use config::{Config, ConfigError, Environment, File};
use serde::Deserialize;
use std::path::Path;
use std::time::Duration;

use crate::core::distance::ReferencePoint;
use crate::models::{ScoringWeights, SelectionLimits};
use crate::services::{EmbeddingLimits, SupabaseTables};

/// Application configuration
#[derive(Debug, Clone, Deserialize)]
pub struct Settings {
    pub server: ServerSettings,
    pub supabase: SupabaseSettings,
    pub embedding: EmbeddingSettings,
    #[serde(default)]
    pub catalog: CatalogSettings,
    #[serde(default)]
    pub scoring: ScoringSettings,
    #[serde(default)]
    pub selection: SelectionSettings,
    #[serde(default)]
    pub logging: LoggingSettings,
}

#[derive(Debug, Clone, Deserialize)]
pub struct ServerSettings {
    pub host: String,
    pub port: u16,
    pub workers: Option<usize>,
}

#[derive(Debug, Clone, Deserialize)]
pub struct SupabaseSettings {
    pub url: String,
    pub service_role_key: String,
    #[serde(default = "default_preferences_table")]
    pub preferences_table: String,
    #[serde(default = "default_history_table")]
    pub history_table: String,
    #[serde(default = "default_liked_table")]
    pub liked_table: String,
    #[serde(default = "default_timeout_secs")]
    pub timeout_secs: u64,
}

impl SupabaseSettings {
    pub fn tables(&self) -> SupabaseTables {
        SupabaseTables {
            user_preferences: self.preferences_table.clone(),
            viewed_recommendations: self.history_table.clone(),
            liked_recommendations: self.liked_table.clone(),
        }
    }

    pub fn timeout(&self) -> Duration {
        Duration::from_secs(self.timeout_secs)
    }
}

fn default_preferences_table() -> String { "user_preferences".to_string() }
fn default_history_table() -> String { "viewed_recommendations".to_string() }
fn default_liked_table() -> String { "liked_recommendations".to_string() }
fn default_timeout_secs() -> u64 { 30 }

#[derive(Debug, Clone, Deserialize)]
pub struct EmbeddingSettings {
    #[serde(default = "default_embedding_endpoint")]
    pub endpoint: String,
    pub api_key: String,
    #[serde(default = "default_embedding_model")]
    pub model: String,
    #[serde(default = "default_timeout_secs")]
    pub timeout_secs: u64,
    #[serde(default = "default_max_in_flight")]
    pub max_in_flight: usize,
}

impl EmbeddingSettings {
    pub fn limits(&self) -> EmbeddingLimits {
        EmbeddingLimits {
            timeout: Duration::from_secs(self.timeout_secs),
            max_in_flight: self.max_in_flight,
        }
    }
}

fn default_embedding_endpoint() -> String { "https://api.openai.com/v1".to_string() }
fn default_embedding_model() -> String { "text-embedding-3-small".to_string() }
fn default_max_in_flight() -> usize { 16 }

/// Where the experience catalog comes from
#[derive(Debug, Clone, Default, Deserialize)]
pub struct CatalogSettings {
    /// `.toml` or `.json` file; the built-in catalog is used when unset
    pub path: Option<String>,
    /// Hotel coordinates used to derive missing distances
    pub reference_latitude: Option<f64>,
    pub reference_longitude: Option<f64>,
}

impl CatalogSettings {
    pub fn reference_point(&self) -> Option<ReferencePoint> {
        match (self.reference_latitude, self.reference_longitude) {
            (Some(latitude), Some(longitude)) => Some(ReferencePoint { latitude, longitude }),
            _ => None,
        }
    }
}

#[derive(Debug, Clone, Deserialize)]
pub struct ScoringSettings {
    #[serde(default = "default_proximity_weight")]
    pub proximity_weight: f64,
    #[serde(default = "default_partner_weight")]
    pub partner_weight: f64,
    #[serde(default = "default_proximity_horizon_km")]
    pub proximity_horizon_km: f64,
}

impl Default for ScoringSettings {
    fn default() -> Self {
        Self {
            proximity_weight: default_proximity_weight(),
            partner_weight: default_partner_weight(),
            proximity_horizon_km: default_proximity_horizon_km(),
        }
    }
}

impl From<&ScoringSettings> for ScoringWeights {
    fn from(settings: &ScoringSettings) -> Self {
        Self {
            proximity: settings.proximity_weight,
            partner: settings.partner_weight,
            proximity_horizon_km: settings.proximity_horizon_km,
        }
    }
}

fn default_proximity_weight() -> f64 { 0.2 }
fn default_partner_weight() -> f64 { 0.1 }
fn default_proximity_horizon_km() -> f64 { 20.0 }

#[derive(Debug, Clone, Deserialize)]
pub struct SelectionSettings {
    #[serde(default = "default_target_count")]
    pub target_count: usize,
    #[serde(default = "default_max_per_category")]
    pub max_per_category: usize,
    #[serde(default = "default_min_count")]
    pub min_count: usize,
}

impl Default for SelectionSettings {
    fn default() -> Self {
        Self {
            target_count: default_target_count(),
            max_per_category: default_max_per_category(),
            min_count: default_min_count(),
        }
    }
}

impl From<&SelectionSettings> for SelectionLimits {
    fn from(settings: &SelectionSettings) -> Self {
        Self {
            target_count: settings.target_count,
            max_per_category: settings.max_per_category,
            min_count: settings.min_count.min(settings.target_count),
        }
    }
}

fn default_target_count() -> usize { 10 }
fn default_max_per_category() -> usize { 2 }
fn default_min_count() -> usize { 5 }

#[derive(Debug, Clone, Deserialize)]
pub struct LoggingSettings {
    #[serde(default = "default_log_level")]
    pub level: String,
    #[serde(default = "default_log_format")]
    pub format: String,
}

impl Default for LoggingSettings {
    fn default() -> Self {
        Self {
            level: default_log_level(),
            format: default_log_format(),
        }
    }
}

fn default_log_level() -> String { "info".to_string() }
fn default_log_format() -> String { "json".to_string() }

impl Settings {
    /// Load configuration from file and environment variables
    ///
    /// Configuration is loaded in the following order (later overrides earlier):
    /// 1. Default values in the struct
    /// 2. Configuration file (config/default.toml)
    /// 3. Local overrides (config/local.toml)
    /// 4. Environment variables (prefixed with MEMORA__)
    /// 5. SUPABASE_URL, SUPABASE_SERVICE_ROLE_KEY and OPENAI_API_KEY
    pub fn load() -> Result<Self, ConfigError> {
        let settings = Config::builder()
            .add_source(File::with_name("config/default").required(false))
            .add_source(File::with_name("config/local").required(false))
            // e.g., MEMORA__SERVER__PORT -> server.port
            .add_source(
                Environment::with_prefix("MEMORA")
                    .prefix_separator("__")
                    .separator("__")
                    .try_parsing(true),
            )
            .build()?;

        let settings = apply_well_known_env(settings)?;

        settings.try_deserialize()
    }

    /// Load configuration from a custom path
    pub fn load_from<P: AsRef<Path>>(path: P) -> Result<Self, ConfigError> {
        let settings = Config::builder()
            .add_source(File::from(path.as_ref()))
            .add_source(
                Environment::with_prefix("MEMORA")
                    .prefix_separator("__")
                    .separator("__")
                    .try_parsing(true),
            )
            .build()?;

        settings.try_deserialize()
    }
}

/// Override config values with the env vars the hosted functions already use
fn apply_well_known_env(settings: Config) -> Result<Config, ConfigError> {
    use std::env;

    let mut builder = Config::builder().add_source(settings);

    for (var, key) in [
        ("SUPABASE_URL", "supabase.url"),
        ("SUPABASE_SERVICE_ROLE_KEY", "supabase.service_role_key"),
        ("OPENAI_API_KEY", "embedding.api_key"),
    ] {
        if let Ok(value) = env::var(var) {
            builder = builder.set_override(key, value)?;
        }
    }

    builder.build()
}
────────────────────────────────────────
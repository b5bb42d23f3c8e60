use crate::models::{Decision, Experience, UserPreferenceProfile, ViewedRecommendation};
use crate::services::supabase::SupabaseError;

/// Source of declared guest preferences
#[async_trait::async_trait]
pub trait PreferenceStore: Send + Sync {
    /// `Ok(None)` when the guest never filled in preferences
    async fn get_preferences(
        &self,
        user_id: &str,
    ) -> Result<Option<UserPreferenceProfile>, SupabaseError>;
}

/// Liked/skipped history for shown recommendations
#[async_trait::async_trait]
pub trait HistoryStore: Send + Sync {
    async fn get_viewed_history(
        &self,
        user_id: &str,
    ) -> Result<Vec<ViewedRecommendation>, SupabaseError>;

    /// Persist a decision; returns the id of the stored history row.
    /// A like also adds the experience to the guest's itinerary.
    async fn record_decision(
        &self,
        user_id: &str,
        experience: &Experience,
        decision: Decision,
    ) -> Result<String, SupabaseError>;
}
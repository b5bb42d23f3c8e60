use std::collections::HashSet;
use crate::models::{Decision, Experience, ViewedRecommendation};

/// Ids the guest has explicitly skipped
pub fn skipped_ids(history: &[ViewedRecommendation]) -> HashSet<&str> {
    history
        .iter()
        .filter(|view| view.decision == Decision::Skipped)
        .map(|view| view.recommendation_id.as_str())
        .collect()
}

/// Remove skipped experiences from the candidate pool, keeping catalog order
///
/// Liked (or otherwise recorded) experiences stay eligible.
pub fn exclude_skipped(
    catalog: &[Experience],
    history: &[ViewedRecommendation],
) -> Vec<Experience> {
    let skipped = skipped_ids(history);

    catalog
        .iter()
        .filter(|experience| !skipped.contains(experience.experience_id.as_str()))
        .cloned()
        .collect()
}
────────────────────────────────────────
The answer must consist of every line from the records above that holds "filter".

        .filter(|view| view.decision == Decision::Skipped)
        .filter(|experience| !skipped.contains(experience.experience_id.as_str()))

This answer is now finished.